• Exercise prompt: Search term "banding": please show all lines in the listing that contain it.

++++++++++++++++++++

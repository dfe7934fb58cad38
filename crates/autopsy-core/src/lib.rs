//! Autopsy Core Library
//!
//! Forensic rules engine for personal transaction histories:
//! - Normalization of loosely-typed transaction records
//! - Money leak detectors (airtime, fees, informal loans, subscriptions, ...)
//! - Health scoring, banding and plain-language summaries
//! - Inclusion score and stakeholder metrics
//! - Mobile-money inclusion tax, spending profiles and outlier transactions
//! - JSON and CSV input parsing
//!
//! ## Usage
//!
//! ```rust,ignore
//! use autopsy_core::{import, ForensicEngine};
//!
//! let records = import::parse_payload(&payload)?;
//! let report = ForensicEngine::new().analyze(&records);
//! println!("{} ({})", report.financial_health_score, report.health_band);
//! ```

pub mod anomaly;
pub mod config;
pub mod detect;
pub mod engine;
pub mod error;
pub mod import;
pub mod inclusion;
pub mod models;
pub mod momo;
pub mod normalize;
pub mod profile;
pub mod score;

pub use anomaly::Anomaly;
pub use config::{EngineConfig, ScoringConfig};
pub use detect::{DetectionContext, Detector};
pub use engine::ForensicEngine;
pub use error::{Error, Result};
pub use models::{
    AnalysisReport, Direction, Evidence, HealthBand, InclusionLevel, InclusionScore, Leak,
    NormalizedTransaction, RawTransaction, Severity, StakeholderMetrics,
};
pub use momo::{InclusionTax, MomoPattern, MomoPatternKind};
pub use normalize::normalize;
pub use profile::{ProfileKind, SpendingProfile, SpendingTrend};
//! Health scoring, banding and the one-line summary

use crate::config::ScoringConfig;
use crate::models::{HealthBand, Leak, NormalizedTransaction, Severity};

pub const NO_LEAKS_SUMMARY: &str =
    "No big money leaks found. Keep tracking your spending and check again after a few days.";

fn severity_penalty(severity: Severity, cfg: &ScoringConfig) -> f64 {
    match severity {
        Severity::Low => cfg.penalty_low,
        Severity::Medium => cfg.penalty_medium,
        Severity::High => cfg.penalty_high,
    }
}

/// Combine leaks and table size into a 0-100 health score
///
/// Each leak costs its severity penalty plus a capped share of its monthly
/// cost. Small tables lose a flat low-confidence penalty. Half points round
/// to the nearest even integer.
pub fn score(table: &[NormalizedTransaction], leaks: &[Leak], cfg: &ScoringConfig) -> u8 {
    let mut score: f64 = 100.0;

    for leak in leaks {
        score -= severity_penalty(leak.severity, cfg);
        if let Some(cost) = leak.estimated_monthly_cost.filter(|c| *c > 0.0) {
            score -= (cost / cfg.cost_divisor).min(cfg.cost_cap);
        }
    }

    if table.len() < cfg.low_confidence_rows {
        score -= cfg.low_confidence_penalty;
    }

    score.round_ties_even().clamp(0.0, 100.0) as u8
}

pub fn band(score: u8, cfg: &ScoringConfig) -> HealthBand {
    if score >= cfg.green_threshold {
        HealthBand::Green
    } else if score >= cfg.yellow_threshold {
        HealthBand::Yellow
    } else {
        HealthBand::Red
    }
}

/// The most severe leak; ties go to the earliest in run order
pub fn top_leak(leaks: &[Leak]) -> Option<&Leak> {
    leaks.iter().reduce(|best, leak| {
        if leak.severity.rank() < best.severity.rank() {
            leak
        } else {
            best
        }
    })
}

pub fn summarize(_score: u8, band: HealthBand, leaks: &[Leak]) -> String {
    let Some(top) = top_leak(leaks) else {
        return NO_LEAKS_SUMMARY.to_string();
    };

    match band {
        HealthBand::Red => format!(
            "Warning: your money is leaking. Biggest issue: {}. Tap Freeze to simulate stopping it.",
            top.title
        ),
        HealthBand::Yellow => format!(
            "Your finances are under pressure. Biggest issue: {}. Small changes can help fast.",
            top.title
        ),
        HealthBand::Green => format!("Looking good overall. Still, watch out for: {}.", top.title),
    }
}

++++++++++++++++++++

• Result:
//! - Health scoring, banding and plain-language summaries
//! Health scoring, banding and the one-line summary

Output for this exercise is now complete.